Dáil debates

Tuesday, 18 December 2012

Care Services: Motion [Private Members]

 

9:15 pm

Photo of Caoimhghín Ó CaoláinCaoimhghín Ó Caoláin (Cavan-Monaghan, Sinn Fein) | Oireachtas source

On my behalf and on behalf of Sinn Féin I fully support the motion in the name of the Deputies in the Technical Group. The motion recognises the absolutely critical contribution of carers in our society and it calls for the reversal of one of the cruellest cuts in budget 2013, the cut to carer's respite grant.

I ask all Ministers and all Government Deputies who were in the last Dáil to go back over the Dáil record and find the many occasions on which most of them spoke in opposition Private Members' time in support of carers - there are a number of examples. They should then try to square their fine words in opposition with their deeds in government. There were choices for Fine Gael and Labour Ministers to make. They pretend that their hands were tied and, in the case of the Labour Ministers in particular, they claim that this left them with no choice but to impose cuts such as the cut to the respite care grant, in breach of their pre-election commitments. I believe that is a false claim.

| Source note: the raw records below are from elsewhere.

//! Sensor summary payload as served by the sensor's `/data` endpoint.

use serde::{Deserialize, Serialize};

/// One three-axis reading.
#[derive(Debug, Clone, Copy, PartialEq, Default, Serialize, Deserialize)]
pub struct Axes {
    pub x: f64,
    pub y: f64,
    pub z: f64,
}

impl Axes {
    pub fn new(x: f64, y: f64, z: f64) -> Self {
        Self { x, y, z }
    }

    pub fn to_array(self) -> [f64; 3] {
        [self.x, self.y, self.z]
    }
}

/// Behavior analysis computed on the sensor side.
#[derive(Debug, Clone, PartialEq, Serialize, Deserialize)]
pub struct BehaviorSummary {
    pub behavior: String,
    pub walking: bool,
    pub variance_z: f64,
    #[serde(default, skip_serializing_if = "Option::is_none")]
    pub intensity: Option<String>,
    #[serde(default, skip_serializing_if = "Option::is_none")]
    pub tilt: Option<String>,
}

/// A single poll result. Fields the dashboard does not use are ignored.
#[derive(Debug, Clone, PartialEq, Serialize, Deserialize)]
pub struct SensorSummary {
    pub motion: String,
    pub summary: BehaviorSummary,
    pub accel: Axes,
    pub gyro: Axes,
    /// Seconds since the sensor booted.
    #[serde(default, skip_serializing_if = "Option::is_none")]
    pub timestamp: Option<f64>,
}

/// Fixed-point rendering used by every numeric display field.
///
/// Exact halves round away from zero (`0.125` shows as `0.13`); `format!`
/// alone would round them to even.
pub fn fixed(value: f64, places: usize) -> String {
    let scale = 10f64.powi(places as i32);
    let scaled = value * scale;
    // Only a tie when the scaled product carried no rounding error
    let exact = scaled.is_finite() && value.mul_add(scale, -scaled) == 0.0;
    if exact && scaled.fract().abs() == 0.5 {
        format!("{:.*}", places, scaled.round() / scale)
    } else {
        format!("{:.*}", places, value)
    }
}

pub fn walking_label(walking: bool) -> &'static str {
    if walking { "Yes" } else { "No" }
}
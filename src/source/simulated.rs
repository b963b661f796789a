//! Built-in sensor simulator.
//!
//! Cycles through rest, tilt, walk and shake phases and runs each synthetic
//! sample through the same classifier the sensor firmware uses, so the
//! dashboard can be exercised without hardware.

use super::SummarySource;
use crate::analysis::BehaviorClassifier;
use crate::error::FetchError;
use crate::summary::{Axes, SensorSummary};
use async_trait::async_trait;
use std::f64::consts::PI;
use std::sync::Mutex;
use std::time::Instant;

/// Samples spent in each phase before moving on.
const PHASE_LEN: u64 = 40;

#[derive(Debug, Clone, Copy, PartialEq, Eq)]
enum Phase {
    Rest,
    Tilt,
    Walk,
    Shake,
}

impl Phase {
    fn at(step: u64) -> Self {
        match (step / PHASE_LEN) % 4 {
            0 => Phase::Rest,
            1 => Phase::Tilt,
            2 => Phase::Walk,
            _ => Phase::Shake,
        }
    }
}

struct SimState {
    step: u64,
    classifier: BehaviorClassifier,
}

/// Summary source backed by a deterministic signal generator
pub struct SimulatedSource {
    state: Mutex<SimState>,
    started: Instant,
}

impl SimulatedSource {
    pub fn new() -> Self {
        Self {
            state: Mutex::new(SimState {
                step: 0,
                classifier: BehaviorClassifier::new(),
            }),
            started: Instant::now(),
        }
    }
}

impl Default for SimulatedSource {
    fn default() -> Self {
        Self::new()
    }
}

/// Small deterministic jitter in roughly [-amp, amp]
fn jitter(step: u64, salt: f64, amp: f64) -> f64 {
    let t = step as f64;
    amp * ((t * 1.7 + salt).sin() * 0.6 + (t * 0.31 + salt * 2.0).sin() * 0.4)
}

fn sample(step: u64) -> (Axes, Axes) {
    let t = step as f64;
    let accel = match Phase::at(step) {
        Phase::Rest => Axes::new(jitter(step, 0.1, 0.02), jitter(step, 0.2, 0.02), 1.0 + jitter(step, 0.3, 0.01)),
        Phase::Tilt => Axes::new(
            1.1 + jitter(step, 0.4, 0.05),
            0.2 + jitter(step, 0.5, 0.05),
            0.6 + jitter(step, 0.6, 0.05),
        ),
        // One stride every four samples, +-0.25g around 1g
        Phase::Walk => Axes::new(
            0.1 + jitter(step, 0.7, 0.05),
            0.15 + jitter(step, 0.8, 0.05),
            1.0 + 0.25 * (PI / 2.0 * t + PI / 4.0).sin().signum(),
        ),
        Phase::Shake => Axes::new(
            1.2 * (t * 2.3).sin(),
            3.8 * (t * 1.9).sin().signum(),
            1.0 + 0.8 * (t * 2.9).cos(),
        ),
    };

    let spin = match Phase::at(step) {
        Phase::Rest => 0.5,
        Phase::Tilt => 5.0,
        Phase::Walk => 20.0,
        Phase::Shake => 150.0,
    };
    let gyro = Axes::new(
        spin * (t * 0.9).sin() + jitter(step, 1.1, 0.3),
        spin * (t * 1.3).cos() + jitter(step, 1.2, 0.3),
        spin * 0.5 * (t * 0.7).sin() + jitter(step, 1.3, 0.3),
    );

    (accel, gyro)
}

#[async_trait]
impl SummarySource for SimulatedSource {
    async fn fetch(&self) -> Result<SensorSummary, FetchError> {
        let mut state = self
            .state
            .lock()
            .map_err(|_| FetchError::MalformedResponse("simulator state poisoned".to_string()))?;

        let step = state.step;
        state.step += 1;

        let (accel, gyro) = sample(step);
        let (motion, summary) = state.classifier.classify(accel);

        Ok(SensorSummary {
            motion,
            summary,
            accel,
            gyro,
            timestamp: Some(self.started.elapsed().as_secs_f64()),
        })
    }

    fn describe(&self) -> String {
        "simulator".to_string()
    }
}

#[cfg(test)]
mod tests {
    use super::*;

    #[tokio::test]
    async fn test_first_fetch_initializes() {
        let source = SimulatedSource::new();
        let summary = source.fetch().await.unwrap();
        assert_eq!(summary.motion, "Initializing");
        assert_eq!(summary.summary.behavior, "stable");
        assert!(summary.timestamp.is_some());
    }

    #[tokio::test]
    async fn test_phases_produce_distinct_behaviors() {
        let source = SimulatedSource::new();
        let mut behaviors = Vec::new();
        for _ in 0..(PHASE_LEN * 4) {
            let summary = source.fetch().await.unwrap();
            if !behaviors.contains(&summary.summary.behavior) {
                behaviors.push(summary.summary.behavior);
            }
        }
        assert!(behaviors.contains(&"stable".to_string()));
        assert!(behaviors.contains(&"tilting".to_string()));
        assert!(behaviors.contains(&"walking".to_string()));
        assert!(behaviors.contains(&"shaking".to_string()));
    }
}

In our alternative budget and our jobs plan, Sinn Féin presented proposals designed to protect the vulnerable, to tax fairly those best able to afford tax increases and to stimulate the economy to encourage growth and employment. We were not the only ones to do so, but all have been dismissed by this coalition which takes its cue not from the Irish people but from the troika. We identified more than €1 billion that could be raised from wealth taxes and €365 million from a new higher rate for those on incomes of more than €100,000 per annum. If even a fraction of those measures had been introduced, the coalition would have recouped many times the so-called savings made by cutting the respite care grant.

The Carers Association has pointed out that the average cut in income support for carers is 5% in budget 2013 and that is more than twice the average cut in income support to all other recipients of social protection payments, which is 1.8%. The Carers Association is also correct in stating that the respite care grant is a core payment for family carers and is used to buy in-home and residential respite as well as meet the everyday additional costs of caring in the home. This is of course contrary to Government claims that it has protected core social protection payments.

The coalition has claimed that "carers will remain one of the few areas where the Department continues to make double payments in recognition of the valuable work that carers do". However, again the Carers Association points out that family carers who receive this so-called double payment, at a total cost of €100 million, provide care which would, were it to be provided by the HSE, cost the Exchequer €1.5 billion. Carers work for their payment, often 24 hours a day, seven days a week. It is estimated that overall, family carers receive approximately €800 million from the social protection budget and save the health budget more than €4 billion.

I again appeal to the Government to reverse this cruellest of cuts in its budget 2013. If it fails to do so we will know for certain that its words in praise of carers are nothing more than patronising waffle and plámás from a Government that preaches compassion but practices punishment of the most vulnerable. On this issue at least, I urge Government to do the right thing or else stop pretending to care for carers.